- Developer: Team led by Jonathan Schaeffer
- Written in: C
- Website: www.cs.ualberta.ca/~chinook/

= Chinook (computer program) =

Computer program that plays checkers

Chinook is a computer program that plays checkers (also known as draughts). It was developed between the years 1989 to 2007 at the University of Alberta, by a team led by Jonathan Schaeffer and consisting of Rob Lake, Paul Lu, Martin Bryant, and Norman Treloar. The program's algorithms include an opening book which is a library of opening moves from games played by checkers grandmasters; a deep search algorithm; a good move evaluation function; and an end-game database for all positions with eight pieces or fewer. All of Chinook's knowledge was programmed by its creators, rather than learned using an artificial intelligence system.
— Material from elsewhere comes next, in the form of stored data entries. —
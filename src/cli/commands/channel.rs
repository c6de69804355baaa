//! Channel management commands.

use anyhow::Result;
use console::style;

use crate::config::Settings;
use crate::repository::ChannelRepository;

pub fn cmd_add(settings: &Settings, name: &str, url: &str, interval: Option<i64>) -> Result<()> {
    settings.ensure_dirs()?;
    let channels = ChannelRepository::new(&settings.database_path)?;
    let interval = interval.unwrap_or(settings.default_interval_minutes);
    channels.save(name, url, interval)?;
    println!(
        "{} Channel '{}' saved (every {} minutes)",
        style("✓").green(),
        name,
        interval
    );
    Ok(())
}

pub fn cmd_list(settings: &Settings) -> Result<()> {
    if !settings.database_exists() {
        println!(
            "{} Store not initialized. Run 'vidacquire init' first.",
            style("!").yellow()
        );
        return Ok(());
    }
    let channels = ChannelRepository::new(&settings.database_path)?;
    let all = channels.get_all()?;
    if all.is_empty() {
        println!("{} No channels configured", style("·").dim());
        return Ok(());
    }
    for channel in all {
        println!(
            "{:>4}  {:<24} every {:>4}m  {}",
            channel.id, channel.name, channel.check_interval_minutes, channel.url
        );
    }
    Ok(())
}
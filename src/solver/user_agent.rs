//! User agent rotation for solver sessions.

use std::sync::atomic::{AtomicUsize, Ordering};

use rand::Rng;

/// Real browser user agents used for solver sessions and downloads.
pub const USER_AGENTS: &[&str] = &[
    // Chrome on Windows
    "Mozilla/5.0 (Windows NT 10.0; Win64; x64) AppleWebKit/537.36 (KHTML, like Gecko) Chrome/131.0.0.0 Safari/537.36",
    "Mozilla/5.0 (Windows NT 10.0; Win64; x64) AppleWebKit/537.36 (KHTML, like Gecko) Chrome/130.0.0.0 Safari/537.36",
    // Chrome on Mac
    "Mozilla/5.0 (Macintosh; Intel Mac OS X 10_15_7) AppleWebKit/537.36 (KHTML, like Gecko) Chrome/131.0.0.0 Safari/537.36",
    "Mozilla/5.0 (Macintosh; Intel Mac OS X 10_15_7) AppleWebKit/537.36 (KHTML, like Gecko) Chrome/130.0.0.0 Safari/537.36",
    // Firefox on Windows
    "Mozilla/5.0 (Windows NT 10.0; Win64; x64; rv:133.0) Gecko/20100101 Firefox/133.0",
    "Mozilla/5.0 (Windows NT 10.0; Win64; x64; rv:132.0) Gecko/20100101 Firefox/132.0",
    // Firefox on Mac
    "Mozilla/5.0 (Macintosh; Intel Mac OS X 10.15; rv:133.0) Gecko/20100101 Firefox/133.0",
    // Safari on Mac
    "Mozilla/5.0 (Macintosh; Intel Mac OS X 10_15_7) AppleWebKit/605.1.15 (KHTML, like Gecko) Version/18.1 Safari/605.1.15",
    // Edge on Windows
    "Mozilla/5.0 (Windows NT 10.0; Win64; x64) AppleWebKit/537.36 (KHTML, like Gecko) Chrome/131.0.0.0 Safari/537.36 Edg/131.0.0.0",
];

/// Round-robin user agent pool with a small random jump on each rotation,
/// so consecutive sessions do not walk the list in a fixed order.
pub struct UserAgentPool {
    index: AtomicUsize,
}

impl UserAgentPool {
    pub fn new() -> Self {
        Self {
            index: AtomicUsize::new(rand::rng().random_range(0..USER_AGENTS.len())),
        }
    }

    /// The user agent at the current position.
    pub fn current(&self) -> &'static str {
        USER_AGENTS[self.index.load(Ordering::Relaxed) % USER_AGENTS.len()]
    }

    /// Advance to a new user agent and return it.
    pub fn rotate(&self) -> &'static str {
        let jump = 1 + rand::rng().random_range(0..3usize);
        let next = self.index.fetch_add(jump, Ordering::Relaxed) + jump;
        USER_AGENTS[next % USER_AGENTS.len()]
    }
}

impl Default for UserAgentPool {
    fn default() -> Self {
        Self::new()
    }
}

#[cfg(test)]
mod tests {
    use super::*;

    #[test]
    fn test_current_is_stable() {
        let pool = UserAgentPool::new();
        assert_eq!(pool.current(), pool.current());
    }

    #[test]
    fn test_rotate_changes_agent() {
        let pool = UserAgentPool::new();
        let before = pool.current();
        let after = pool.rotate();
        assert_ne!(before, after);
        assert_eq!(pool.current(), after);
    }

    #[test]
    fn test_all_agents_look_like_browsers() {
        for ua in USER_AGENTS {
            assert!(ua.starts_with("Mozilla/5.0"));
        }
    }
}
==Man vs. Machine World Champion==
In 1990 Chinook won the right to play in the human World Championship by being second to Marion Tinsley in the US Nationals. At first, the American Checkers Federation and English Draughts Association were against the participation of a computer in a human championship. When Tinsley resigned his title in protest, the ACF and EDA created the new title Man vs. Machine World Championship, and competition proceeded. Tinsley won with four wins to Chinook's two, with 33 draws.

In a 1994 rematch, Chinook was declared the Man-Machine World Champion in a match against Tinsley after six drawn games and Tinsley's withdrawal due to pancreatic cancer. This made Chinook the first computer program to win a world championship title in a competition against humans, but while Chinook became the world champion, it never defeated Tinsley, who was significantly superior to even his closest peers.
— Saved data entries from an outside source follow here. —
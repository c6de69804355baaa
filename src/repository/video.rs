//! Video repository.
//!
//! The post URL is the conflict key: re-discovering a post refreshes its
//! title, media URL, and discovery time without disturbing download state.

use std::path::{Path, PathBuf};

use chrono::Utc;
use rusqlite::params;

use super::{connect, parse_timestamp, Result};
use crate::models::Video;

/// SQLite-backed video repository.
pub struct VideoRepository {
    db_path: PathBuf,
}

impl VideoRepository {
    /// Create the repository, initializing the schema if needed.
    pub fn new(db_path: &Path) -> Result<Self> {
        let repo = Self {
            db_path: db_path.to_path_buf(),
        };
        repo.init_schema()?;
        Ok(repo)
    }

    fn connect(&self) -> Result<rusqlite::Connection> {
        connect(&self.db_path)
    }

    fn init_schema(&self) -> Result<()> {
        let conn = self.connect()?;
        conn.execute_batch(
            r#"
            CREATE TABLE IF NOT EXISTS videos (
                url TEXT PRIMARY KEY,
                title TEXT NOT NULL,
                post_id TEXT NOT NULL,
                media_source_url TEXT,
                downloaded INTEGER NOT NULL DEFAULT 0,
                download_path TEXT,
                downloaded_at TEXT,
                uploaded INTEGER NOT NULL DEFAULT 0,
                upload_message_id TEXT,
                last_upload_attempt_at TEXT,
                discovered_at TEXT NOT NULL
            );
            CREATE INDEX IF NOT EXISTS idx_videos_downloaded ON videos(downloaded);
            CREATE INDEX IF NOT EXISTS idx_videos_uploaded ON videos(uploaded);
        "#,
        )?;
        Ok(())
    }

    fn row_to_video(row: &rusqlite::Row<'_>) -> rusqlite::Result<Video> {
        Ok(Video {
            url: row.get("url")?,
            title: row.get("title")?,
            post_id: row.get("post_id")?,
            media_source_url: row.get("media_source_url")?,
            downloaded: row.get::<_, i64>("downloaded")? != 0,
            download_path: row.get("download_path")?,
            downloaded_at: row
                .get::<_, Option<String>>("downloaded_at")?
                .as_deref()
                .and_then(parse_timestamp),
            uploaded: row.get::<_, i64>("uploaded")? != 0,
            upload_message_id: row.get("upload_message_id")?,
            last_upload_attempt_at: row
                .get::<_, Option<String>>("last_upload_attempt_at")?
                .as_deref()
                .and_then(parse_timestamp),
            // discovered_at is NOT NULL; an unreadable value falls back to
            // the read time so ordering queries keep working.
            discovered_at: parse_timestamp(&row.get::<_, String>("discovered_at")?)
                .unwrap_or_else(Utc::now),
        })
    }

    /// Insert or refresh a batch of videos keyed by URL.
    ///
    /// Conflicts refresh `title`, `media_source_url`, and `discovered_at`;
    /// download and upload state is preserved.
    pub fn upsert(&self, videos: &[Video]) -> Result<()> {
        let conn = self.connect()?;
        let mut stmt = conn.prepare(
            r#"
            INSERT INTO videos (url, title, post_id, media_source_url, discovered_at)
            VALUES (?1, ?2, ?3, ?4, ?5)
            ON CONFLICT(url) DO UPDATE SET
                title = excluded.title,
                media_source_url = COALESCE(excluded.media_source_url, media_source_url),
                discovered_at = excluded.discovered_at
            "#,
        )?;
        for video in videos {
            stmt.execute(params![
                video.url,
                video.title,
                video.post_id,
                video.media_source_url,
                video.discovered_at.to_rfc3339(),
            ])?;
        }
        Ok(())
    }

    /// All videos, most recently discovered first.
    pub fn get_all(&self) -> Result<Vec<Video>> {
        self.query("SELECT * FROM videos ORDER BY discovered_at DESC")
    }

    /// Videos with a media URL that have not been downloaded yet.
    pub fn get_undownloaded(&self) -> Result<Vec<Video>> {
        self.query(
            "SELECT * FROM videos
             WHERE downloaded = 0 AND media_source_url IS NOT NULL
             ORDER BY discovered_at DESC",
        )
    }

    /// Downloaded videos awaiting delivery, oldest download first.
    pub fn get_downloaded_not_uploaded(&self) -> Result<Vec<Video>> {
        self.query(
            "SELECT * FROM videos
             WHERE downloaded = 1 AND uploaded = 0 AND download_path IS NOT NULL
             ORDER BY downloaded_at ASC",
        )
    }

    /// Videos discovered without a media URL (resolution pending or failed).
    pub fn get_missing_media_url(&self, limit: usize) -> Result<Vec<Video>> {
        let conn = self.connect()?;
        let mut stmt = conn.prepare(
            "SELECT * FROM videos
             WHERE media_source_url IS NULL AND downloaded = 0
             ORDER BY discovered_at DESC LIMIT ?1",
        )?;
        let videos = stmt
            .query_map(params![limit as i64], Self::row_to_video)?
            .collect::<rusqlite::Result<Vec<_>>>()?;
        Ok(videos)
    }

    fn query(&self, sql: &str) -> Result<Vec<Video>> {
        let conn = self.connect()?;
        let mut stmt = conn.prepare(sql)?;
        let videos = stmt
            .query_map([], Self::row_to_video)?
            .collect::<rusqlite::Result<Vec<_>>>()?;
        Ok(videos)
    }

    /// Get a single video by post URL.
    pub fn get(&self, url: &str) -> Result<Option<Video>> {
        let conn = self.connect()?;
        let mut stmt = conn.prepare("SELECT * FROM videos WHERE url = ?1")?;
        let mut rows = stmt.query_map(params![url], Self::row_to_video)?;
        rows.next().transpose()
    }

    /// Whether a post URL is already known.
    pub fn exists(&self, url: &str) -> Result<bool> {
        let conn = self.connect()?;
        let count: i64 = conn.query_row(
            "SELECT COUNT(*) FROM videos WHERE url = ?1",
            params![url],
            |row| row.get(0),
        )?;
        Ok(count > 0)
    }

    /// Overwrite the media source URL (the previous value has expired).
    pub fn update_media_url(&self, url: &str, media_url: &str) -> Result<()> {
        let conn = self.connect()?;
        conn.execute(
            "UPDATE videos SET media_source_url = ?1 WHERE url = ?2",
            params![media_url, url],
        )?;
        Ok(())
    }

    /// Mark a video downloaded with its final on-disk path.
    pub fn mark_downloaded(&self, url: &str, path: &str) -> Result<()> {
        let conn = self.connect()?;
        conn.execute(
            "UPDATE videos SET downloaded = 1, download_path = ?1, downloaded_at = ?2
             WHERE url = ?3",
            params![path, Utc::now().to_rfc3339(), url],
        )?;
        Ok(())
    }

    /// Mark a video uploaded with the delivery message id, if any.
    pub fn mark_uploaded(&self, url: &str, message_id: Option<&str>) -> Result<()> {
        let conn = self.connect()?;
        conn.execute(
            "UPDATE videos SET uploaded = 1, upload_message_id = ?1,
                 last_upload_attempt_at = ?2
             WHERE url = ?3",
            params![message_id, Utc::now().to_rfc3339(), url],
        )?;
        Ok(())
    }

    /// Record a failed upload attempt without changing state.
    pub fn touch_upload_attempt(&self, url: &str) -> Result<()> {
        let conn = self.connect()?;
        conn.execute(
            "UPDATE videos SET last_upload_attempt_at = ?1 WHERE url = ?2",
            params![Utc::now().to_rfc3339(), url],
        )?;
        Ok(())
    }

    /// Count of videos with a media URL still awaiting download.
    pub fn count_undownloaded(&self) -> Result<u64> {
        self.count("SELECT COUNT(*) FROM videos WHERE downloaded = 0 AND media_source_url IS NOT NULL")
    }

    /// Count of downloaded videos awaiting delivery.
    pub fn count_pending_uploads(&self) -> Result<u64> {
        self.count("SELECT COUNT(*) FROM videos WHERE downloaded = 1 AND uploaded = 0")
    }

    /// Count of completed downloads.
    pub fn count_downloads(&self) -> Result<u64> {
        self.count("SELECT COUNT(*) FROM videos WHERE downloaded = 1")
    }

    /// Count of completed uploads.
    pub fn count_uploads(&self) -> Result<u64> {
        self.count("SELECT COUNT(*) FROM videos WHERE uploaded = 1")
    }

    fn count(&self, sql: &str) -> Result<u64> {
        let conn = self.connect()?;
        let count: i64 = conn.query_row(sql, [], |row| row.get(0))?;
        Ok(count as u64)
    }
}

#[cfg(test)]
mod tests {
    use super::*;

    fn repo() -> (tempfile::TempDir, VideoRepository) {
        let dir = tempfile::tempdir().unwrap();
        let repo = VideoRepository::new(&dir.path().join("test.db")).unwrap();
        (dir, repo)
    }

    fn video(url: &str, post_id: &str) -> Video {
        Video::discovered(url.to_string(), format!("Title {}", post_id), post_id.to_string())
    }

    #[test]
    fn test_upsert_preserves_download_state() {
        let (_dir, repo) = repo();
        let v = video("https://example/post/X1", "X1");
        repo.upsert(std::slice::from_ref(&v)).unwrap();
        repo.mark_downloaded(&v.url, "/data/A_X1.mp4").unwrap();

        // Re-discovery refreshes the title but must not reset state.
        let mut again = video("https://example/post/X1", "X1");
        again.title = "New Title".to_string();
        repo.upsert(&[again]).unwrap();

        let stored = repo.get("https://example/post/X1").unwrap().unwrap();
        assert!(stored.downloaded);
        assert_eq!(stored.title, "New Title");
        assert_eq!(stored.download_path.as_deref(), Some("/data/A_X1.mp4"));
    }

    #[test]
    fn test_upsert_keeps_media_url_when_refreshed_without_one() {
        let (_dir, repo) = repo();
        let v = video("https://example/post/X1", "X1");
        repo.upsert(std::slice::from_ref(&v)).unwrap();
        repo.update_media_url(&v.url, "https://cdn/X1.vid").unwrap();

        repo.upsert(&[video("https://example/post/X1", "X1")]).unwrap();
        let stored = repo.get(&v.url).unwrap().unwrap();
        assert_eq!(stored.media_source_url.as_deref(), Some("https://cdn/X1.vid"));
    }

    #[test]
    fn test_undownloaded_requires_media_url() {
        let (_dir, repo) = repo();
        repo.upsert(&[video("https://example/post/X1", "X1")]).unwrap();
        assert!(repo.get_undownloaded().unwrap().is_empty());

        repo.update_media_url("https://example/post/X1", "https://cdn/X1.vid")
            .unwrap();
        assert_eq!(repo.get_undownloaded().unwrap().len(), 1);
    }

    #[test]
    fn test_state_invariants_hold() {
        // uploaded implies downloaded implies a download path.
        let (_dir, repo) = repo();
        let v = video("https://example/post/X1", "X1");
        repo.upsert(std::slice::from_ref(&v)).unwrap();
        repo.mark_downloaded(&v.url, "/data/A_X1.mp4").unwrap();
        repo.mark_uploaded(&v.url, Some("42")).unwrap();

        for stored in repo.get_all().unwrap() {
            if stored.uploaded {
                assert!(stored.downloaded);
            }
            if stored.downloaded {
                assert!(stored.download_path.is_some());
            }
        }
    }

    #[test]
    fn test_pending_uploads_ordered_by_download_time() {
        let (_dir, repo) = repo();
        for id in ["X1", "X2"] {
            let v = video(&format!("https://example/post/{}", id), id);
            repo.upsert(std::slice::from_ref(&v)).unwrap();
        }
        repo.mark_downloaded("https://example/post/X2", "/data/X2.mp4").unwrap();
        std::thread::sleep(std::time::Duration::from_millis(5));
        repo.mark_downloaded("https://example/post/X1", "/data/X1.mp4").unwrap();

        let pending = repo.get_downloaded_not_uploaded().unwrap();
        assert_eq!(pending.len(), 2);
        assert_eq!(pending[0].post_id, "X2");
    }

    #[test]
    fn test_counts() {
        let (_dir, repo) = repo();
        for id in ["X1", "X2", "X3"] {
            let mut v = video(&format!("https://example/post/{}", id), id);
            v.media_source_url = Some(format!("https://cdn/{}.vid", id));
            repo.upsert(std::slice::from_ref(&v)).unwrap();
        }
        repo.mark_downloaded("https://example/post/X1", "/data/X1.mp4").unwrap();
        repo.mark_uploaded("https://example/post/X1", None).unwrap();
        repo.mark_downloaded("https://example/post/X2", "/data/X2.mp4").unwrap();

        assert_eq!(repo.count_undownloaded().unwrap(), 1);
        assert_eq!(repo.count_pending_uploads().unwrap(), 1);
        assert_eq!(repo.count_downloads().unwrap(), 2);
        assert_eq!(repo.count_uploads().unwrap(), 1);
    }

    #[test]
    fn test_touch_upload_attempt_does_not_mark_uploaded() {
        let (_dir, repo) = repo();
        let v = video("https://example/post/X1", "X1");
        repo.upsert(std::slice::from_ref(&v)).unwrap();
        repo.touch_upload_attempt(&v.url).unwrap();

        let stored = repo.get(&v.url).unwrap().unwrap();
        assert!(!stored.uploaded);
        assert!(stored.last_upload_attempt_at.is_some());
    }
}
In 1995, Chinook defended its man-machine title against Don Lafferty in a 32-game match. The final score was 1–0 with 31 draws for Chinook over Lafferty. After the match, Jonathan Schaeffer decided not to let Chinook compete any more, but instead try to solve checkers. At the time it was rated at 2814 Elo. The solution was achieved, and the result published in 2007.

==Algorithm==
Chinook's program algorithm includes an opening book, a library of opening moves from games played by grandmasters; a deep search algorithm; a good move evaluation function; and an end-game database for all positions with eight pieces or fewer. The linear handcrafted evaluation function considers several features of the game board, including piece count, kings count, trapped kings, turn, runaway checkers (unimpeded path to be kinged), and other minor factors. All of Chinook's knowledge was programmed by its creators, rather than learned with artificial intelligence.

==Timeline==
- 1997 - Jonathan Schaeffer writes a book about Chinook called One Jump Ahead: Challenging Human Supremacy in Checkers. An updated version of the book was published November 2008.
- May 24, 2003 - Chinook completes its 10 piece database with 5 pieces on each side.
- August 2, 2004 - The Chinook team announces that the tournament-opening in checkers called the White Doctor (10–14 22–18 12–16) is proven to be a draw.
- January 18, 2006 - The Chinook team announces that the 09–13 21–17 05–09 opening is proven to be a draw.
- April 18, 2006 - The Chinook team announces that the 09–13 22–17 13–22 opening is proven to be a draw.
- March 10, 2007 - Jonathan Schaeffer announces (at the ACM SIGCSE 2007 conference) that a final solution to checkers is expected within 3–5 months.
- July 19, 2007 - The journal Science publishes Schaeffer's team's article "Checkers Is Solved", presenting their proof that the best a player can achieve playing against a player with perfect information is a draw.